Bringing Optogenetics to the Clinic: THE PIONEER STUDY: a Phase 1/2 Gene Therapy Program for Non-Syndromic Retinitis Pigmentosa
Barrett Katz, SD
Katz B, Esposti SD, Boulanger-Scemama E, Martel JN, Galluppi F, Vernadal E, Gray D, Taiel M, Blouin L, Sahel JA
Albert Einstein College of Medicine, NY
Introduction: Retinitis pigmentosa (RP) is a family of inherited retinal diseases involving progressive degeneration of rod and cone photoreceptors. A sustained inflammatory reaction may contribute to the underling pathogenesis of RP and further add to degradation of photoreceptors. Progressive vision loss culminates into blindness.

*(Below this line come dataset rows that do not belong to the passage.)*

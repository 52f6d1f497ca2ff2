//! Severity bands for rendering alerts.
//!
//! Bands only grade an alert that [`SpeedMonitor::evaluate`] already
//! raised; they never change the classification itself.
//!
//! [`SpeedMonitor::evaluate`]: crate::speed::monitor::SpeedMonitor::evaluate

use serde::{Deserialize, Serialize};

use crate::alert::AlertLevel;
use crate::error::CoreError;
use crate::speed::monitor::DetectionOutcome;
use crate::types::Mph;

/// Default margin above the limit for a warning-level alert.
pub const DEFAULT_WARNING_MARGIN: Mph = 5.0;

/// Default margin above the limit for a critical-level alert.
pub const DEFAULT_CRITICAL_MARGIN: Mph = 10.0;

/// Margins above the speed limit at which alerts escalate.
#[derive(Debug, Clone, Copy, PartialEq, Serialize, Deserialize)]
pub struct SeverityBands {
    pub warning_margin: Mph,
    pub critical_margin: Mph,
}

impl Default for SeverityBands {
    fn default() -> Self {
        Self {
            warning_margin: DEFAULT_WARNING_MARGIN,
            critical_margin: DEFAULT_CRITICAL_MARGIN,
        }
    }
}

impl SeverityBands {
    /// Build bands, requiring `0 <= warning_margin <= critical_margin`.
    pub fn new(warning_margin: Mph, critical_margin: Mph) -> Result<Self, CoreError> {
        if !warning_margin.is_finite() || !critical_margin.is_finite() {
            return Err(CoreError::Validation(
                "severity margins must be finite".to_string(),
            ));
        }
        if warning_margin < 0.0 {
            return Err(CoreError::Validation(format!(
                "warning margin must be non-negative, got {warning_margin}"
            )));
        }
        if critical_margin < warning_margin {
            return Err(CoreError::Validation(format!(
                "critical margin ({critical_margin}) must not be below warning margin ({warning_margin})"
            )));
        }
        Ok(Self {
            warning_margin,
            critical_margin,
        })
    }

    /// Grade a raw speed against the limit, or `None` below the warning band.
    pub fn classify(&self, detected_speed: Mph, speed_limit: Mph) -> Option<AlertLevel> {
        if detected_speed >= speed_limit + self.critical_margin {
            Some(AlertLevel::Critical)
        } else if detected_speed >= speed_limit + self.warning_margin {
            Some(AlertLevel::Warning)
        } else {
            None
        }
    }

    /// Level for an evaluated outcome. Only alerts are graded, and an alert
    /// that fired below the warning band still counts as a warning.
    pub fn level_for(&self, outcome: &DetectionOutcome) -> Option<AlertLevel> {
        match outcome {
            DetectionOutcome::Alert {
                detected_speed,
                speed_limit,
            } => Some(
                self.classify(*detected_speed, *speed_limit)
                    .unwrap_or(AlertLevel::Warning),
            ),
            DetectionOutcome::Normal { .. } | DetectionOutcome::Inactive => None,
        }
    }
}

#[cfg(test)]
mod tests {
    use super::*;

    #[test]
    fn classify_grades_by_margin() {
        let bands = SeverityBands::default();
        assert_eq!(bands.classify(34.9, 30.0), None);
        assert_eq!(bands.classify(35.0, 30.0), Some(AlertLevel::Warning));
        assert_eq!(bands.classify(39.9, 30.0), Some(AlertLevel::Warning));
        assert_eq!(bands.classify(40.0, 30.0), Some(AlertLevel::Critical));
    }

    #[test]
    fn alerts_below_warning_band_are_still_warnings() {
        let bands = SeverityBands::default();
        let outcome = DetectionOutcome::Alert {
            detected_speed: 31.0,
            speed_limit: 30.0,
        };
        assert_eq!(bands.level_for(&outcome), Some(AlertLevel::Warning));
    }

    #[test]
    fn non_alerts_have_no_level() {
        let bands = SeverityBands::default();
        assert_eq!(
            bands.level_for(&DetectionOutcome::Normal {
                detected_speed: 60.0
            }),
            None
        );
        assert_eq!(bands.level_for(&DetectionOutcome::Inactive), None);
    }

    #[test]
    fn new_rejects_inverted_or_negative_margins() {
        assert!(SeverityBands::new(5.0, 10.0).is_ok());
        assert!(SeverityBands::new(5.0, 5.0).is_ok());
        assert!(SeverityBands::new(10.0, 5.0).is_err());
        assert!(SeverityBands::new(-1.0, 5.0).is_err());
        assert!(SeverityBands::new(f64::NAN, 5.0).is_err());
    }
}
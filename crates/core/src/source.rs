//! Producers of detected speeds.
//!
//! A [`SpeedSource`] stands in for the sensor adapter. The monitor never
//! talks to a source directly; the caller pulls a speed and passes it to
//! [`SpeedMonitor::evaluate`](crate::speed::monitor::SpeedMonitor::evaluate).

use std::collections::VecDeque;

use rand::rngs::StdRng;
use rand::{Rng, SeedableRng};

use crate::speed::config::Configuration;
use crate::types::Mph;

/// Default width of the simulated speed range above the limit.
pub const DEFAULT_SIMULATION_SPREAD: Mph = 20.0;

/// Something that can produce the next detected vehicle speed.
pub trait SpeedSource: Send {
    /// Next speed, or `None` once the source is exhausted.
    ///
    /// `configuration` is the monitor's current configuration, for sources
    /// that generate speeds relative to the limit.
    fn next_speed(&mut self, configuration: &Configuration) -> Option<Mph>;
}

/// Uniformly random speeds in `[speed_limit, speed_limit + spread)`.
#[derive(Debug)]
pub struct RandomSpeedSource {
    rng: StdRng,
    spread: Mph,
}

impl RandomSpeedSource {
    /// Entropy-seeded source.
    pub fn new(spread: Mph) -> Self {
        Self {
            rng: StdRng::from_rng(&mut rand::rng()),
            spread,
        }
    }

    /// Deterministic source, for reproducible simulations and tests.
    pub fn seeded(spread: Mph, seed: u64) -> Self {
        Self {
            rng: StdRng::seed_from_u64(seed),
            spread,
        }
    }
}

impl Default for RandomSpeedSource {
    fn default() -> Self {
        Self::new(DEFAULT_SIMULATION_SPREAD)
    }
}

impl SpeedSource for RandomSpeedSource {
    fn next_speed(&mut self, configuration: &Configuration) -> Option<Mph> {
        let offset: f64 = self.rng.random::<f64>() * self.spread;
        Some(configuration.speed_limit + offset)
    }
}

/// Replays a fixed list of speeds, then reports exhaustion.
#[derive(Debug, Clone, Default)]
pub struct ScriptedSpeedSource {
    speeds: VecDeque<Mph>,
}

impl ScriptedSpeedSource {
    pub fn new(speeds: impl IntoIterator<Item = Mph>) -> Self {
        Self {
            speeds: speeds.into_iter().collect(),
        }
    }

    pub fn remaining(&self) -> usize {
        self.speeds.len()
    }
}

impl SpeedSource for ScriptedSpeedSource {
    fn next_speed(&mut self, _configuration: &Configuration) -> Option<Mph> {
        self.speeds.pop_front()
    }
}

#[cfg(test)]
mod tests {
    use super::*;

    #[test]
    fn random_speeds_stay_within_spread_above_limit() {
        let cfg = Configuration {
            speed_limit: 30.0,
            threshold: 5.0,
        };
        let mut source = RandomSpeedSource::seeded(20.0, 7);
        for _ in 0..500 {
            let speed = source.next_speed(&cfg).expect("random source never ends");
            assert!((30.0..50.0).contains(&speed), "speed {speed} out of range");
        }
    }

    #[test]
    fn same_seed_same_sequence() {
        let cfg = Configuration::DEFAULT;
        let mut a = RandomSpeedSource::seeded(20.0, 42);
        let mut b = RandomSpeedSource::seeded(20.0, 42);
        for _ in 0..10 {
            assert_eq!(a.next_speed(&cfg), b.next_speed(&cfg));
        }
    }

    #[test]
    fn scripted_source_replays_then_ends() {
        let cfg = Configuration::DEFAULT;
        let mut source = ScriptedSpeedSource::new([36.0, 34.0]);
        assert_eq!(source.remaining(), 2);
        assert_eq!(source.next_speed(&cfg), Some(36.0));
        assert_eq!(source.next_speed(&cfg), Some(34.0));
        assert_eq!(source.next_speed(&cfg), None);
    }
}
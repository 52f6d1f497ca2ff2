//! Speed camera event plumbing.
//!
//! - [`EventBus`] -- in-process publish/subscribe hub backed by
//!   `tokio::sync::broadcast`.
//! - [`MonitorEvent`] -- the event envelope for activation changes and
//!   detection outcomes.
//! - [`MonitorHub`] -- shared, mutex-guarded access to a `SpeedMonitor`
//!   that publishes every state change and outcome in evaluation order.
//! - [`AlertRecorder`] -- background task that turns events into alert
//!   log lines on the presentation side.

pub mod bus;
pub mod hub;
pub mod recorder;

pub use bus::{EventBus, MonitorEvent, MonitorEventKind};
pub use hub::{MonitorHub, MonitorSnapshot};
pub use recorder::{AlertRecorder, SharedAlertLog};
//! Speed camera domain logic.
//!
//! Everything in this crate is pure: no I/O, no threads, no clocks beyond
//! stamping alert records. The presentation layer and the event plumbing
//! live in `speedcam-console` and `speedcam-events`.
//!
//! - [`speed`] -- configuration parsing, the [`SpeedMonitor`] and severity bands.
//! - [`alert`] -- alert records and the append-only alert log.
//! - [`source`] -- pluggable producers of detected speeds.
//! - [`estimation`] -- pixel displacement to road speed conversion.

pub mod alert;
pub mod error;
pub mod estimation;
pub mod source;
pub mod speed;
pub mod types;

pub use alert::{AlertLevel, AlertLog, AlertRecord};
pub use error::CoreError;
pub use speed::config::{ConfigField, Configuration};
pub use speed::monitor::{ActivationState, DetectionOutcome, SpeedMonitor};
pub use speed::severity::SeverityBands;
//! Operator session: input fields, toggle and detection triggers.
//!
//! A [`Session`] plays the part of the original control window. It owns the
//! speed limit and threshold field text, which only reaches the monitor on
//! activation, and drives the shared [`MonitorHub`]. Alert lines are not
//! returned from here; they arrive through the event bus.

use std::sync::Arc;

use speedcam_core::estimation::MotionSpeedEstimator;
use speedcam_core::source::SpeedSource;
use speedcam_core::{ActivationState, AlertRecord, Configuration};
use speedcam_events::{MonitorHub, SharedAlertLog};

use crate::command::{Command, HELP};

/// What the console should do after a command.
#[derive(Debug, Clone, PartialEq)]
pub enum Reply {
    /// Print these lines (possibly none) and keep reading.
    Lines(Vec<String>),
    /// Leave the console.
    Quit,
}

impl Reply {
    fn line(text: impl Into<String>) -> Self {
        Self::Lines(vec![text.into()])
    }

    fn none() -> Self {
        Self::Lines(Vec::new())
    }
}

pub struct Session {
    hub: Arc<MonitorHub>,
    log: SharedAlertLog,
    source: Box<dyn SpeedSource>,
    estimator: MotionSpeedEstimator,
    speed_limit_text: String,
    threshold_text: String,
}

impl Session {
    /// Start a session with the input fields showing `initial`.
    pub fn new(
        hub: Arc<MonitorHub>,
        log: SharedAlertLog,
        source: Box<dyn SpeedSource>,
        estimator: MotionSpeedEstimator,
        initial: Configuration,
    ) -> Self {
        Self {
            hub,
            log,
            source,
            estimator,
            speed_limit_text: format!("{:?}", initial.speed_limit),
            threshold_text: format!("{:?}", initial.threshold),
        }
    }

    /// Run a single operator command.
    pub async fn execute(&mut self, command: Command) -> Reply {
        tracing::debug!(?command, "Executing operator command");

        match command {
            Command::SetSpeedLimit(text) => {
                self.speed_limit_text = text;
                self.field_changed("Speed limit", &self.speed_limit_text)
                    .await
            }
            Command::SetThreshold(text) => {
                self.threshold_text = text;
                self.field_changed("Alert threshold", &self.threshold_text)
                    .await
            }
            Command::Activate => {
                self.activate().await;
                Reply::none()
            }
            Command::Deactivate => {
                self.hub.deactivate().await;
                Reply::none()
            }
            Command::Toggle => {
                if self.hub.snapshot().await.state == ActivationState::Active {
                    self.hub.deactivate().await;
                } else {
                    self.activate().await;
                }
                Reply::none()
            }
            Command::Simulate(count) => self.simulate(count).await,
            Command::Detect(speed) => {
                self.hub.evaluate(speed).await;
                Reply::none()
            }
            Command::Track { pixels, frame_secs } => self.track(pixels, frame_secs).await,
            Command::Status => Reply::Lines(self.status_lines().await),
            Command::Log => Reply::Lines(self.log_lines().await),
            Command::Help => Reply::Lines(HELP.iter().map(|l| l.to_string()).collect()),
            Command::Quit => Reply::Quit,
        }
    }

    async fn activate(&self) {
        // The rejection is published on the bus; nothing else to report.
        if let Err(e) = self
            .hub
            .activate(&self.speed_limit_text, &self.threshold_text)
            .await
        {
            tracing::debug!(error = %e, "Activation rejected");
        }
    }

    async fn field_changed(&self, field: &str, text: &str) -> Reply {
        let mut line = format!("{field} field set to {text:?}");
        if self.hub.snapshot().await.state == ActivationState::Active {
            line.push_str(" (applies on next activation)");
        }
        Reply::line(line)
    }

    async fn simulate(&mut self, count: u32) -> Reply {
        for _ in 0..count {
            if self.hub.evaluate_from(self.source.as_mut()).await.is_none() {
                return Reply::line("Speed source exhausted");
            }
        }
        Reply::none()
    }

    async fn track(&mut self, pixels: f64, frame_secs: f64) -> Reply {
        match self.estimator.observe(pixels, frame_secs) {
            Some(reading) => {
                self.hub.evaluate(reading.mph).await;
                Reply::line(format!(
                    "Estimated {:.1} mph ({:.1} km/h)",
                    reading.mph, reading.kmh
                ))
            }
            None => Reply::line("No vehicle speed above the noise floor"),
        }
    }

    async fn status_lines(&self) -> Vec<String> {
        let snapshot = self.hub.snapshot().await;
        let mut lines = vec![
            format!("System Status: {}", snapshot.state.label()),
            format!("Speed Limit (mph): {}", self.speed_limit_text),
            format!("Alert Threshold (mph): {}", self.threshold_text),
        ];
        if snapshot.state == ActivationState::Active {
            lines.push(format!(
                "Monitoring for speeds > {:?} mph",
                snapshot.alert_above()
            ));
        }
        lines.push(format!(
            "Alerts recorded: {}",
            self.log.lock().await.alert_count()
        ));
        lines
    }

    async fn log_lines(&self) -> Vec<String> {
        let log = self.log.lock().await;
        if log.is_empty() {
            return vec!["No alerts recorded".to_string()];
        }
        log.iter().map(format_record).collect()
    }
}

/// One alert-area line: UTC time of day, then the message.
pub fn format_record(record: &AlertRecord) -> String {
    format!(
        "[{}] {}",
        record.timestamp.format("%H:%M:%S"),
        record.message
    )
}
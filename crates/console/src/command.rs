//! Operator command parsing.
//!
//! One command per input line. Keywords are case-insensitive; field values
//! are kept as raw text so the monitor decides whether they parse.

use std::str::FromStr;

/// Upper bound for `simulate <count>`.
pub const MAX_SIMULATE_COUNT: u32 = 1000;

#[derive(Debug, Clone, PartialEq)]
pub enum Command {
    /// Replace the speed limit input field text.
    SetSpeedLimit(String),
    /// Replace the threshold input field text.
    SetThreshold(String),
    Activate,
    Deactivate,
    /// Activate when inactive, deactivate when active.
    Toggle,
    /// Draw `count` speeds from the simulator.
    Simulate(u32),
    /// Evaluate an externally reported speed.
    Detect(f64),
    /// Estimate a speed from tracked pixel displacement over a frame interval.
    Track { pixels: f64, frame_secs: f64 },
    Status,
    Log,
    Help,
    Quit,
}

#[derive(Debug, Clone, PartialEq, thiserror::Error)]
pub enum CommandError {
    #[error("Empty command")]
    Empty,

    #[error("Unknown command: {0:?} (try `help`)")]
    Unknown(String),

    #[error("`{command}` expects {expected}")]
    MissingArgument {
        command: &'static str,
        expected: &'static str,
    },

    #[error("`{command}`: {input:?} is not a valid {expected}")]
    InvalidArgument {
        command: &'static str,
        input: String,
        expected: &'static str,
    },

    #[error("`{0}` takes no arguments")]
    UnexpectedArgument(&'static str),
}

impl FromStr for Command {
    type Err = CommandError;

    fn from_str(line: &str) -> Result<Self, Self::Err> {
        let line = line.trim();
        let (keyword, rest) = match line.split_once(char::is_whitespace) {
            Some((keyword, rest)) => (keyword, rest.trim()),
            None => (line, ""),
        };

        if keyword.is_empty() {
            return Err(CommandError::Empty);
        }

        match keyword.to_ascii_lowercase().as_str() {
            "limit" => field_text("limit", rest).map(Command::SetSpeedLimit),
            "threshold" => field_text("threshold", rest).map(Command::SetThreshold),
            "activate" | "on" => no_args("activate", rest, Command::Activate),
            "deactivate" | "off" => no_args("deactivate", rest, Command::Deactivate),
            "toggle" => no_args("toggle", rest, Command::Toggle),
            "simulate" | "sim" => parse_count(rest).map(Command::Simulate),
            "detect" => {
                if rest.is_empty() {
                    return Err(CommandError::MissingArgument {
                        command: "detect",
                        expected: "a speed in mph",
                    });
                }
                finite("detect", rest, "speed in mph").map(Command::Detect)
            }
            "track" => parse_track(rest),
            "status" => no_args("status", rest, Command::Status),
            "log" => no_args("log", rest, Command::Log),
            "help" | "?" => Ok(Command::Help),
            "quit" | "exit" => Ok(Command::Quit),
            _ => Err(CommandError::Unknown(keyword.to_string())),
        }
    }
}

/// Text shown by `help`.
pub const HELP: &[&str] = &[
    "limit <mph>              set the speed limit field",
    "threshold <mph>          set the alert threshold field",
    "activate | on            start monitoring with the field values",
    "deactivate | off         stop monitoring",
    "toggle                   switch between active and inactive",
    "simulate [count]         simulate vehicle detections (default 1)",
    "detect <mph>             report a detected vehicle speed",
    "track <pixels> <secs>    estimate speed from pixel displacement",
    "status                   show system status",
    "log                      show the alert log",
    "quit | exit              leave the console",
];

fn field_text(command: &'static str, rest: &str) -> Result<String, CommandError> {
    if rest.is_empty() {
        return Err(CommandError::MissingArgument {
            command,
            expected: "a value in mph",
        });
    }
    Ok(rest.to_string())
}

fn no_args(command: &'static str, rest: &str, parsed: Command) -> Result<Command, CommandError> {
    if rest.is_empty() {
        Ok(parsed)
    } else {
        Err(CommandError::UnexpectedArgument(command))
    }
}

fn finite(command: &'static str, input: &str, expected: &'static str) -> Result<f64, CommandError> {
    match input.parse::<f64>() {
        Ok(value) if value.is_finite() => Ok(value),
        _ => Err(CommandError::InvalidArgument {
            command,
            input: input.to_string(),
            expected,
        }),
    }
}

fn parse_count(rest: &str) -> Result<u32, CommandError> {
    if rest.is_empty() {
        return Ok(1);
    }
    match rest.parse::<u32>() {
        Ok(count) if (1..=MAX_SIMULATE_COUNT).contains(&count) => Ok(count),
        _ => Err(CommandError::InvalidArgument {
            command: "simulate",
            input: rest.to_string(),
            expected: "count between 1 and 1000",
        }),
    }
}

fn parse_track(rest: &str) -> Result<Command, CommandError> {
    let missing = || CommandError::MissingArgument {
        command: "track",
        expected: "<pixels> <frame seconds>",
    };

    let mut parts = rest.split_whitespace();
    let pixels = parts.next().ok_or_else(missing)?;
    let frame_secs = parts.next().ok_or_else(missing)?;
    if parts.next().is_some() {
        return Err(CommandError::UnexpectedArgument("track"));
    }

    Ok(Command::Track {
        pixels: finite("track", pixels, "pixel displacement")?,
        frame_secs: finite("track", frame_secs, "frame interval")?,
    })
}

There are over 100 genetic mutations associated with the RP phenotype, with inheritance patterns that include autosomal dominant, autosomal recessive, X-linked, and maternally (via mitochondrial DNA) transmitted variants. There are currently no approved therapies for RP disease progression. GS030 is an investigational treatment combining both a novel gene therapy and a medical device currently in active clinical development to address this unmet medical need. The drug product of GS030 is an optogenetic gene therapy targeting retinal ganglion cells (RGCs) and encoding an optimized form of channel rhodopsin ChrimsonR, ChrimsonR‑tdTomato (ChR-tdT). Visual interface stimulating goggles, the medical device of GS030, process special “event” images of the visual world which modulate a powerful light source projected onto the genetically re-engineered retina.
Methodology: ChR-tdT is delivered by a modified AAV2 vector administered via a single intravitreal injection (IVT). The enhancing goggles are a non-invasive optoelectronic medical device which serves to provide light stimulation specifically tailored to the optogenetic protein ChR-tdT and to the RGCs; since under usual ambient lighting conditions, little or no photoactivation of ChR-tdT is expected. The function of the GS030 medical device is to process incoming visual stimuli in real-time and project them as 2-D images onto the retina.
PIONEER is a Phase 1/2a, open-label, non-randomized, dose-escalation study to evaluate the safety and tolerability of GS030 in subjects with end-stage non-syndromic RP and vision of light perception or no light perception. The worst‑seeing eye of a subject is treated with GS030. Three dose-escalation cohorts (5E10, 1.5E11, 5E11 vg/eye) include 3 subjects each, and an extension cohort with up to 9 subjects at the highest tolerated dose. Prior to injection with ChR‑tdT, a three-visit inclusion stage allows for baseline measurements, photophobia assessment, setting of pre-defined stimulation parameters of the googles, and mobility testing. The therapeutic use of the stimulating goggles starts 8 weeks after injection.
Results: The first human subject was injected with 5E10 vg/eye of ChR‑tdT in the fall of 2018. The subject reported mild light sensitivity following injection. As expected, the IVT resulted in mild anterior chamber inflammation responsive to corticosteroids and resolved by 4 weeks post injection. First use of the medical device post gene therapy was initiated two months following IVT without untoward effects or safety signals.
Conclusions: PIONEER is the first clinical trial combining the simultaneous action of a gene therapy and a medical device. As the RGCs are close to the vitreo-retinal surface, they are amenable to AAV infection following IVT, a major advantage compared to sub-retinal administration. AAV2 and AAV2.7m8 transduce a ring of perifoveal RGCs in non-human primates. A retinal optogenetic therapeutic approach independent of underlying genetic defects is of major importance in RP, given the association with a wide array of gene mutations. As RP advances, both rod and cone photoreceptors are lost, though RGCs are preserved. Under such conditions, a therapeutic intervention that converts RGCs into photo-responsive cells via an optogenetic protein offers great promise for this family of disease.